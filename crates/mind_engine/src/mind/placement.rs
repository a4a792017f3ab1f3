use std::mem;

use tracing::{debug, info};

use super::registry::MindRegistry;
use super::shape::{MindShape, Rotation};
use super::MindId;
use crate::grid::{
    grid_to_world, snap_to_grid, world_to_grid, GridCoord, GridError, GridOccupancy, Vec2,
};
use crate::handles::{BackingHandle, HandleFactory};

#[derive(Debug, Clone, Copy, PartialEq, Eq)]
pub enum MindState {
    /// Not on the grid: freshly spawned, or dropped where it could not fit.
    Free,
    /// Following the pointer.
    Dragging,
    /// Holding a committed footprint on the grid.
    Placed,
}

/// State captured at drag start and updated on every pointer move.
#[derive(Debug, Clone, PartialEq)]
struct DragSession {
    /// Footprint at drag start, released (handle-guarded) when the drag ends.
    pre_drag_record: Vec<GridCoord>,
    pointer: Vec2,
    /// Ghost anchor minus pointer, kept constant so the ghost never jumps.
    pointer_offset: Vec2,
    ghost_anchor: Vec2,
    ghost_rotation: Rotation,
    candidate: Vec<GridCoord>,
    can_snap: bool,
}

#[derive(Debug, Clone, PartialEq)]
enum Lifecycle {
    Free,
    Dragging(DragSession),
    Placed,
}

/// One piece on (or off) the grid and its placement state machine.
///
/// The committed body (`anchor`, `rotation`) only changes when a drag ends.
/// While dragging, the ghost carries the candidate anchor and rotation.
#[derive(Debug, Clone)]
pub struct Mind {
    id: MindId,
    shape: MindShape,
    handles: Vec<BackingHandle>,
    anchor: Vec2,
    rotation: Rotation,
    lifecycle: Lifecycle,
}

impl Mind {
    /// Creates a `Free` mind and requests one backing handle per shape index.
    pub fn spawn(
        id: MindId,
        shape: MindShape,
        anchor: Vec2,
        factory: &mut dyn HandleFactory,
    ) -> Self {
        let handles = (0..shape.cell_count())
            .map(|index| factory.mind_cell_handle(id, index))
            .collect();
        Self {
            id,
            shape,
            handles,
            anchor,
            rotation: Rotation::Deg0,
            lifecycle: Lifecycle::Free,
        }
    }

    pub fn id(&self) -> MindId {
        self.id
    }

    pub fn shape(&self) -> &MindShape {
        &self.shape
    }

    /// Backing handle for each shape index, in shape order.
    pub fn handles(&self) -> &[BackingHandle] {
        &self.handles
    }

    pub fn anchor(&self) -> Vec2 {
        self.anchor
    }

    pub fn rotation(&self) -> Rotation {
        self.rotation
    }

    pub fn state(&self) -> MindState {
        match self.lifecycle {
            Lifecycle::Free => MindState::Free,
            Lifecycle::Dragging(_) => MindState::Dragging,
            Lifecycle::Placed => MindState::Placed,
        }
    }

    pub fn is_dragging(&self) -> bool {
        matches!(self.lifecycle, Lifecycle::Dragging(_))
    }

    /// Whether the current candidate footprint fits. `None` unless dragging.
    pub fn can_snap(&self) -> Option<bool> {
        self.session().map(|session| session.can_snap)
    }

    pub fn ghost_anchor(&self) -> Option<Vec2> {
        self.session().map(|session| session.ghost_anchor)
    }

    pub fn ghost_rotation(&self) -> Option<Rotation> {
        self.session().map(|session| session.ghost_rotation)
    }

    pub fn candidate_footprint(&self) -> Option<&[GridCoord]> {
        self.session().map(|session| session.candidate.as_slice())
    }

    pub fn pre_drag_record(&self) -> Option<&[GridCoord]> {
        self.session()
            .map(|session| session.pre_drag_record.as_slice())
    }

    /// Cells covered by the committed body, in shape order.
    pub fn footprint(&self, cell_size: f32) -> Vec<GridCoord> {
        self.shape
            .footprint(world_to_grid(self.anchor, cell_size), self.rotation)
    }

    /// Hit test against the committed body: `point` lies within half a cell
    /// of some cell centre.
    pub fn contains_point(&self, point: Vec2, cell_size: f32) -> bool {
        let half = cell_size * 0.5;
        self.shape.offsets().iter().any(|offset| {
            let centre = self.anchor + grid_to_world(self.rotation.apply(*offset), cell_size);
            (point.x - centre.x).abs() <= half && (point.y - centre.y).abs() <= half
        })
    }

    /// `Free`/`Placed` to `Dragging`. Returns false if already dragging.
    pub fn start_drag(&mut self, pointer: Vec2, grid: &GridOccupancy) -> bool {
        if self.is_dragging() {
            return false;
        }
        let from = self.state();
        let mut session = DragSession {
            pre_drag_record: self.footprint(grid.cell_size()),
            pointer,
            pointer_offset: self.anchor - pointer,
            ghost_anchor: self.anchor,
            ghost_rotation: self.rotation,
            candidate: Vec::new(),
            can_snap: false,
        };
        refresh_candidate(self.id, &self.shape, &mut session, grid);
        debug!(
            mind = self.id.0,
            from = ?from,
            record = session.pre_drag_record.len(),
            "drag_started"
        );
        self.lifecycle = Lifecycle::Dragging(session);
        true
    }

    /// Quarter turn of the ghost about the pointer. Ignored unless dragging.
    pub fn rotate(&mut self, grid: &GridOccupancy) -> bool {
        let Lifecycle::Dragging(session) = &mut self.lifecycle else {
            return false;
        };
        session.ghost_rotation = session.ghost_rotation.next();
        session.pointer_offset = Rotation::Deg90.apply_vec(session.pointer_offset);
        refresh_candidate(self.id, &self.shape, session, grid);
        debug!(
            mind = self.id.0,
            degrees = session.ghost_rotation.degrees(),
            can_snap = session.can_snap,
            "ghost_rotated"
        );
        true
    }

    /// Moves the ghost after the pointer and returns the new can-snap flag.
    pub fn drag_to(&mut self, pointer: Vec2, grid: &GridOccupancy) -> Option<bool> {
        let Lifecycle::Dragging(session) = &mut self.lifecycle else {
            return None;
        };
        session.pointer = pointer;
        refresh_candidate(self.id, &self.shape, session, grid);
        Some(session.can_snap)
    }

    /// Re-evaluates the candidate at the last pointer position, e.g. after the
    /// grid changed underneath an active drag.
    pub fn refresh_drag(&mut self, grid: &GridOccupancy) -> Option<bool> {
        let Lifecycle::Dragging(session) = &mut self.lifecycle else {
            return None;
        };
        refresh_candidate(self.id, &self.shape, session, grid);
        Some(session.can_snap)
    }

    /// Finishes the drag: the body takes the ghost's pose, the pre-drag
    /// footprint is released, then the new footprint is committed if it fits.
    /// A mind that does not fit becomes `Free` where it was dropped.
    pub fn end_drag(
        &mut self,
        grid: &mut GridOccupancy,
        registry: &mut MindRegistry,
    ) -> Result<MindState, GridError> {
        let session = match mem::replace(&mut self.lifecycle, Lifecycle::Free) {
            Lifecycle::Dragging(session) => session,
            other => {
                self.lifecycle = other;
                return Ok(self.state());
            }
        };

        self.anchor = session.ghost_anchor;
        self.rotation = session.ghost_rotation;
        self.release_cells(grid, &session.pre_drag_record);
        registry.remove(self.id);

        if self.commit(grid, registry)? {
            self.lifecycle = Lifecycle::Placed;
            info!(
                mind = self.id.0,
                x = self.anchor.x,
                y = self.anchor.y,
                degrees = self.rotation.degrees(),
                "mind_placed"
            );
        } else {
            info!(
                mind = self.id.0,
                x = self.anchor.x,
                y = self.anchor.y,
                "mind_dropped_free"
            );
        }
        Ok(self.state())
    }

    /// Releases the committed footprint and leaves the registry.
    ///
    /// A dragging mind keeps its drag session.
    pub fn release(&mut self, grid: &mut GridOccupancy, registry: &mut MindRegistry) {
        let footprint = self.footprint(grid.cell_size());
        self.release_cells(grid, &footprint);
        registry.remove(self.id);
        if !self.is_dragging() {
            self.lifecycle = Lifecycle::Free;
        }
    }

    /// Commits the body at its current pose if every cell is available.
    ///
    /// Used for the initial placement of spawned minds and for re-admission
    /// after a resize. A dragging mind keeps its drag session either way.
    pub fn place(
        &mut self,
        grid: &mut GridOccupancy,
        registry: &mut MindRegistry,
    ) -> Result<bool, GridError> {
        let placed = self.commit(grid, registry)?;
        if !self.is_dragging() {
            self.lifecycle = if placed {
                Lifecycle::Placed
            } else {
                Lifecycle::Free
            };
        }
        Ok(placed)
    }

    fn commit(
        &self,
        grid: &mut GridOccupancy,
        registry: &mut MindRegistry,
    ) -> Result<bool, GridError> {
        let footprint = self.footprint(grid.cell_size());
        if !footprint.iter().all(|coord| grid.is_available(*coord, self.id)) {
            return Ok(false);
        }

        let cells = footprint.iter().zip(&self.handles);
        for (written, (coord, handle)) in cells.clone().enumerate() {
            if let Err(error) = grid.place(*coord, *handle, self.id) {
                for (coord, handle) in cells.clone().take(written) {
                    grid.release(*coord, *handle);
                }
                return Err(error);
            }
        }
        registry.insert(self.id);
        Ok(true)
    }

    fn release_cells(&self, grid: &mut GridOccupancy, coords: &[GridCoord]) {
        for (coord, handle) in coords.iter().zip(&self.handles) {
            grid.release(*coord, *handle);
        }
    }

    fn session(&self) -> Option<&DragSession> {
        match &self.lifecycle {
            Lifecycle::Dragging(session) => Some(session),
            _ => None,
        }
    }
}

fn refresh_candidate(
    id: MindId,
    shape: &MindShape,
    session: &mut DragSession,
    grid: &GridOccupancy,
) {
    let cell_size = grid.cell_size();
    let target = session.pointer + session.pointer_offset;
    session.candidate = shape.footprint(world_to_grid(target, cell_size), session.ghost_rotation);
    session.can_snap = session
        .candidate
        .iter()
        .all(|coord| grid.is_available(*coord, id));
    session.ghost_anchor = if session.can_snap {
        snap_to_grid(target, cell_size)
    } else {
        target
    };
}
____________________
> WORK INSTRUCTIONS: Tally the lines of the data that include the word "fits". Reply with the number only.

> FINISHED EXERCISE: 2